(Task)
Through the line that contains "use resdex_model::Model;", return the data below exactly, starting at its first line; leave the rest out.

[Stored data entries]
Start of Block

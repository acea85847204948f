//! Validation orchestration.

use crate::{ConflictChecker, PropertyNameChecker, ValidateResult, ValidatorConfig};
use resdex_core::{Findings, ShapeId};
use resdex_index::{derive_resource, IndexError, IndexResult, ResourceIndex, ResourceSchema};
use resdex_model::Model;
use tracing::debug;

/// Runs every diagnostic pass over the resources of a model.
#[derive(Debug, Clone)]
pub struct Validator {
    config: ValidatorConfig,
    names: Option<PropertyNameChecker>,
}

impl Validator {
    /// Create a validator, compiling the property name pattern.
    pub fn new(config: ValidatorConfig) -> ValidateResult<Self> {
        let names = if config.check_property_names {
            Some(PropertyNameChecker::new(
                &config.property_name_pattern,
                config.property_name_severity,
            )?)
        } else {
            None
        };
        Ok(Self { config, names })
    }

    pub fn config(&self) -> &ValidatorConfig {
        &self.config
    }

    /// Validate every resource selected by the index configuration.
    ///
    /// Findings never stop validation; only an inconsistent model does.
    pub fn validate(&self, model: &Model) -> IndexResult<Findings> {
        let index = ResourceIndex::with_config(model, &self.config.index)?;
        let mut findings = Findings::new();
        for schema in index.schemas() {
            findings.merge(self.check(model, schema)?);
        }
        debug!(
            resources = index.len(),
            findings = findings.len(),
            "validated model"
        );
        Ok(findings)
    }

    /// Validate a single resource.
    pub fn validate_resource(&self, model: &Model, resource: &ShapeId) -> IndexResult<Findings> {
        let schema = derive_resource(model, resource, &self.config.index)?;
        self.check(model, &schema)
    }

    fn check(&self, model: &Model, schema: &ResourceSchema) -> IndexResult<Findings> {
        let mut findings = schema.findings().clone();

        let conflicts = ConflictChecker::new(model, self.config.conflict_severity)
            .check(schema)
            .map_err(|source| IndexError::Derivation {
                resource: schema.resource().clone(),
                source,
            })?;
        findings.merge(conflicts);

        if let Some(names) = &self.names {
            findings.merge(names.check(schema));
        }
        Ok(findings)
    }
}
//! resdex Core Types
//!
//! This crate provides the foundational types used throughout resdex:
//! - Shape identifiers (ShapeId)
//! - Property mutability (Mutability, MutabilitySet)
//! - Validation findings (Finding, Findings)
//! - Common error types

mod error;
mod finding;
mod id;
mod mutability;

pub use error::*;
pub use finding::*;
pub use id::*;
pub use mutability::*;
//! Identity types for shapes.
//!
//! A shape id has the form `namespace#Name`. Members of aggregate shapes
//! extend their container's id with `$member`, e.g. `example#Foo$fooId`.
//! Ids are:
//! - Unique within a model
//! - Immutable once assigned
//! - Totally ordered, so every map keyed by them iterates deterministically

use crate::{ModelError, ModelResult};
use serde::{Deserialize, Serialize};
use std::fmt;
use std::str::FromStr;

/// Unique identifier for a shape or a member of an aggregate shape.
#[derive(Debug, Clone, PartialEq, Eq, Hash, PartialOrd, Ord, Serialize, Deserialize)]
#[serde(try_from = "String", into = "String")]
pub struct ShapeId {
    namespace: String,
    name: String,
    member: Option<String>,
}

impl ShapeId {
    /// Create a new top-level shape id.
    ///
    /// The parts are not checked; use [`ShapeId::parse`] for untrusted input.
    pub fn new(namespace: impl Into<String>, name: impl Into<String>) -> Self {
        Self {
            namespace: namespace.into(),
            name: name.into(),
            member: None,
        }
    }

    /// Parse a shape id from its textual form.
    pub fn parse(text: &str) -> ModelResult<Self> {
        let invalid = |reason| ModelError::InvalidShapeId {
            id: text.to_string(),
            reason,
        };

        let (namespace, rest) = text.split_once('#').ok_or_else(|| invalid("missing '#'"))?;
        let (name, member) = match rest.split_once('$') {
            Some((name, member)) => (name, Some(member)),
            None => (rest, None),
        };

        if namespace.is_empty() || !namespace.split('.').all(is_identifier) {
            return Err(invalid("malformed namespace"));
        }
        if !is_identifier(name) {
            return Err(invalid("malformed shape name"));
        }
        if let Some(member) = member {
            if !is_identifier(member) {
                return Err(invalid("malformed member name"));
            }
        }

        Ok(Self {
            namespace: namespace.to_string(),
            name: name.to_string(),
            member: member.map(str::to_string),
        })
    }

    /// The namespace part.
    pub fn namespace(&self) -> &str {
        &self.namespace
    }

    /// The shape name part.
    pub fn name(&self) -> &str {
        &self.name
    }

    /// The member name, if this id names a member.
    pub fn member(&self) -> Option<&str> {
        self.member.as_deref()
    }

    /// Returns true if this id names a member of an aggregate shape.
    pub fn is_member(&self) -> bool {
        self.member.is_some()
    }

    /// Build the id of a member of this shape.
    pub fn with_member(&self, member: impl Into<String>) -> Self {
        Self {
            namespace: self.namespace.clone(),
            name: self.name.clone(),
            member: Some(member.into()),
        }
    }

    /// The id of the containing shape (drops any member part).
    pub fn container(&self) -> Self {
        Self::new(self.namespace.clone(), self.name.clone())
    }
}

fn is_identifier(part: &str) -> bool {
    let mut chars = part.chars();
    match chars.next() {
        Some(c) if c.is_ascii_alphabetic() || c == '_' => {}
        _ => return false,
    }
    chars.all(|c| c.is_ascii_alphanumeric() || c == '_')
}

impl fmt::Display for ShapeId {
    fn fmt(&self, f: &mut fmt::Formatter<'_>) -> fmt::Result {
        write!(f, "{}#{}", self.namespace, self.name)?;
        if let Some(member) = &self.member {
            write!(f, "${}", member)?;
        }
        Ok(())
    }
}

impl FromStr for ShapeId {
    type Err = ModelError;

    fn from_str(s: &str) -> Result<Self, Self::Err> {
        Self::parse(s)
    }
}

impl TryFrom<String> for ShapeId {
    type Error = ModelError;

    fn try_from(value: String) -> Result<Self, Self::Error> {
        Self::parse(&value)
    }
}

impl From<ShapeId> for String {
    fn from(id: ShapeId) -> Self {
        id.to_string()
    }
}
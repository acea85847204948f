//! Lifecycle roles a resource binds operations to.

use std::fmt;

/// A named role a resource binds to an operation.
#[derive(Debug, Clone, Copy, PartialEq, Eq, Hash, PartialOrd, Ord)]
pub enum LifecycleRole {
    Create,
    Read,
    Update,
    Delete,
    Put,
    List,
}

impl LifecycleRole {
    /// Instance roles address one existing resource instance, so their input
    /// carries the resource identifiers. Collection roles do not.
    pub fn is_instance(&self) -> bool {
        matches!(
            self,
            LifecycleRole::Read | LifecycleRole::Update | LifecycleRole::Delete | LifecycleRole::Put
        )
    }

    pub fn as_str(&self) -> &'static str {
        match self {
            LifecycleRole::Create => "create",
            LifecycleRole::Read => "read",
            LifecycleRole::Update => "update",
            LifecycleRole::Delete => "delete",
            LifecycleRole::Put => "put",
            LifecycleRole::List => "list",
        }
    }
}

impl fmt::Display for LifecycleRole {
    fn fmt(&self, f: &mut fmt::Formatter<'_>) -> fmt::Result {
        f.write_str(self.as_str())
    }
}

End of Block

(Response to the exercise)
repository acea85847204948f
//! Validation orchestration.

use crate::{ConflictChecker, PropertyNameChecker, ValidateResult, ValidatorConfig};
use resdex_core::{Findings, ShapeId};
use resdex_index::{derive_resource, IndexError, IndexResult, ResourceIndex, ResourceSchema};
use resdex_model::Model;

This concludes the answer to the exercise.